Akin to a roller-coaster ride, Zelda takes you through her creative, turbulent, childlike, impassioned pursuit of life through fragmented remembrances. With cutting wit one moment and tangible angst the next, she moves through the past, revealing a rebellious nature that surfaced in the home of her Southern aristocratic parents.
Against her father’s wishes, Zelda married F. Scott Fitzgerald. This began their whirlwind existence and mutual jealousies — ending with her husband committing her to an asylum and her mental disintegration. Left unsupervised in a sanitarium — where she has been placed by her famous husband — Zelda breaks into the desk of her psychiatrist, flips through her file, and tells us her life story.

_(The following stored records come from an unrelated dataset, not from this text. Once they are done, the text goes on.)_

//! Loader configuration
//!
//! `LoaderConfig` is supplied once when a loader is built and never changes
//! afterwards. It can be assembled in code through [`LoaderConfig::builder`]
//! or read from a YAML/JSON file.

use crate::error::{Error, Result};
use crate::types::{JsonObject, Region, ResolveLinks, Version};
use serde::{Deserialize, Serialize};
use std::fs;
use std::path::Path;

/// Default pagination safety ceiling
pub const DEFAULT_MAX_PAGES: u32 = 1000;

// ============================================================================
// Loader Config
// ============================================================================

/// Configuration of a story loader
#[derive(Debug, Clone, PartialEq, Serialize, Deserialize)]
#[serde(rename_all = "camelCase", deny_unknown_fields)]
pub struct LoaderConfig {
    /// Storyblok API token (public or preview)
    #[serde(default, alias = "access_token")]
    pub access_token: String,

    /// Content version to read
    #[serde(default)]
    pub version: Version,

    /// Region of the space
    #[serde(default)]
    pub region: Region,

    /// Language/locale code (e.g. "en", "de")
    #[serde(default, skip_serializing_if = "Option::is_none")]
    pub language: Option<String>,

    /// Only return stories of this content type
    #[serde(
        default,
        alias = "content_type",
        skip_serializing_if = "Option::is_none"
    )]
    pub content_type: Option<String>,

    /// Sort expression, `field[:asc|desc]`
    #[serde(default, alias = "sort_by", skip_serializing_if = "Option::is_none")]
    pub sort_by: Option<String>,

    /// Field filters, forwarded to the API unchanged
    #[serde(
        default,
        alias = "filter_query",
        skip_serializing_if = "Option::is_none"
    )]
    pub filter_query: Option<JsonObject>,

    /// Relation paths to resolve inline
    #[serde(
        default,
        alias = "resolve_relations",
        skip_serializing_if = "Option::is_none"
    )]
    pub resolve_relations: Option<Vec<String>>,

    /// Link resolution mode
    #[serde(
        default,
        alias = "resolve_links",
        skip_serializing_if = "Option::is_none"
    )]
    pub resolve_links: Option<ResolveLinks>,

    /// Overrides the region's API base URL
    #[serde(default, alias = "base_url", skip_serializing_if = "Option::is_none")]
    pub base_url: Option<String>,

    /// Pagination safety ceiling (0 = unbounded)
    ///
    /// A full page numbered `max_pages` fails the run without requesting the
    /// next page, so a space holding `max_pages * 100` stories or more loads
    /// nothing. Raise the ceiling for spaces that large.
    #[serde(default = "default_max_pages", alias = "max_pages")]
    pub max_pages: u32,

    /// HTTP client settings
    #[serde(default)]
    pub http: HttpSettings,
}

fn default_max_pages() -> u32 {
    DEFAULT_MAX_PAGES
}

impl Default for LoaderConfig {
    fn default() -> Self {
        Self {
            access_token: String::new(),
            version: Version::default(),
            region: Region::default(),
            language: None,
            content_type: None,
            sort_by: None,
            filter_query: None,
            resolve_relations: None,
            resolve_links: None,
            base_url: None,
            max_pages: DEFAULT_MAX_PAGES,
            http: HttpSettings::default(),
        }
    }
}

impl LoaderConfig {
    /// Create a config with the given token and defaults for everything else
    pub fn new(access_token: impl Into<String>) -> Self {
        Self {
            access_token: access_token.into(),
            ..Default::default()
        }
    }

    /// Create a new config builder
    pub fn builder(access_token: impl Into<String>) -> LoaderConfigBuilder {
        LoaderConfigBuilder {
            config: Self::new(access_token),
        }
    }

    /// API base URL, honoring the override before the region
    pub fn api_base_url(&self) -> &str {
        self.base_url
            .as_deref()
            .unwrap_or_else(|| self.region.base_url())
    }

    /// Parse a config from YAML
    pub fn from_yaml_str(content: &str) -> Result<Self> {
        Ok(serde_yaml::from_str(content)?)
    }

    /// Parse a config from JSON
    pub fn from_json_str(content: &str) -> Result<Self> {
        Ok(serde_json::from_str(content)?)
    }

    /// Load a config file; `.json` files are read as JSON, anything else as YAML
    pub fn load(path: impl AsRef<Path>) -> Result<Self> {
        let path = path.as_ref();
        let content = fs::read_to_string(path).map_err(|e| {
            if e.kind() == std::io::ErrorKind::NotFound {
                Error::FileNotFound {
                    path: path.display().to_string(),
                }
            } else {
                Error::config(format!(
                    "Failed to read config file '{}': {}",
                    path.display(),
                    e
                ))
            }
        })?;

        let is_json = path
            .extension()
            .is_some_and(|ext| ext.eq_ignore_ascii_case("json"));
        if is_json {
            Self::from_json_str(&content)
        } else {
            Self::from_yaml_str(&content)
        }
    }
}

/// Builder for [`LoaderConfig`]
#[derive(Debug, Clone)]
pub struct LoaderConfigBuilder {
    config: LoaderConfig,
}

impl LoaderConfigBuilder {
    /// Set the content version
    #[must_use]
    pub fn version(mut self, version: Version) -> Self {
        self.config.version = version;
        self
    }

    /// Set the region
    #[must_use]
    pub fn region(mut self, region: Region) -> Self {
        self.config.region = region;
        self
    }

    /// Set the language
    #[must_use]
    pub fn language(mut self, language: impl Into<String>) -> Self {
        self.config.language = Some(language.into());
        self
    }

    /// Set the content type filter
    #[must_use]
    pub fn content_type(mut self, content_type: impl Into<String>) -> Self {
        self.config.content_type = Some(content_type.into());
        self
    }

    /// Set the sort expression
    #[must_use]
    pub fn sort_by(mut self, sort_by: impl Into<String>) -> Self {
        self.config.sort_by = Some(sort_by.into());
        self
    }

    /// Set the field filters
    #[must_use]
    pub fn filter_query(mut self, filter_query: JsonObject) -> Self {
        self.config.filter_query = Some(filter_query);
        self
    }

    /// Add a relation path to resolve
    #[must_use]
    pub fn resolve_relation(mut self, relation: impl Into<String>) -> Self {
        self.config
            .resolve_relations
            .get_or_insert_with(Vec::new)
            .push(relation.into());
        self
    }

    /// Set the link resolution mode
    #[must_use]
    pub fn resolve_links(mut self, mode: ResolveLinks) -> Self {
        self.config.resolve_links = Some(mode);
        self
    }

    /// Override the API base URL
    #[must_use]
    pub fn base_url(mut self, url: impl Into<String>) -> Self {
        self.config.base_url = Some(url.into());
        self
    }

    /// Set the pagination safety ceiling (0 = unbounded)
    #[must_use]
    pub fn max_pages(mut self, max_pages: u32) -> Self {
        self.config.max_pages = max_pages;
        self
    }

    /// Set the HTTP settings
    #[must_use]
    pub fn http(mut self, http: HttpSettings) -> Self {
        self.config.http = http;
        self
    }

    /// Build the config
    pub fn build(self) -> LoaderConfig {
        self.config
    }
}

// ============================================================================
// HTTP Settings
// ============================================================================

/// Transport settings for the CDN client
#[derive(Debug, Clone, PartialEq, Eq, Serialize, Deserialize)]
#[serde(rename_all = "camelCase", deny_unknown_fields)]
pub struct HttpSettings {
    /// Request timeout in seconds
    #[serde(default = "default_timeout_secs", alias = "timeout_secs")]
    pub timeout_secs: u64,

    /// Retries on rate limiting, server errors and timeouts
    #[serde(default = "default_max_retries", alias = "max_retries")]
    pub max_retries: u32,

    /// Client-side rate limit (0 = disabled)
    #[serde(default = "default_requests_per_second", alias = "requests_per_second")]
    pub requests_per_second: u32,

    /// Upper bound in seconds for any wait between retries, including a
    /// server-sent `Retry-After`
    #[serde(default = "default_max_backoff_secs", alias = "max_backoff_secs")]
    pub max_backoff_secs: u64,
}

fn default_timeout_secs() -> u64 {
    30
}

fn default_max_retries() -> u32 {
    3
}

fn default_requests_per_second() -> u32 {
    10
}

fn default_max_backoff_secs() -> u64 {
    2
}

impl Default for HttpSettings {
    fn default() -> Self {
        Self {
            timeout_secs: default_timeout_secs(),
            max_retries: default_max_retries(),
            requests_per_second: default_requests_per_second(),
            max_backoff_secs: default_max_backoff_secs(),
        }
    }
}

She was a cultural icon of the 1920s, the symbol of a liberated generation that made up its own rules. She also suffered from an undiagnosed form of mental illness, and she constantly felt overshadowed by her more famous, and more gifted, husband.
The Last Flapper monologue alternates sardonic comments about her present confinement and dreamy reminiscences about her adolescence with flashes of anger and resentment, mostly aimed at Scott.
An artist and author in her own right, Zelda finds herself a repressed candle dimly flickering in her husband’s limelight, with Scott constantly trying to extinguish or utilize her creativity. It is her submission of a novel to Fitzgerald’s editor that leads to Zelda’s institutionalization.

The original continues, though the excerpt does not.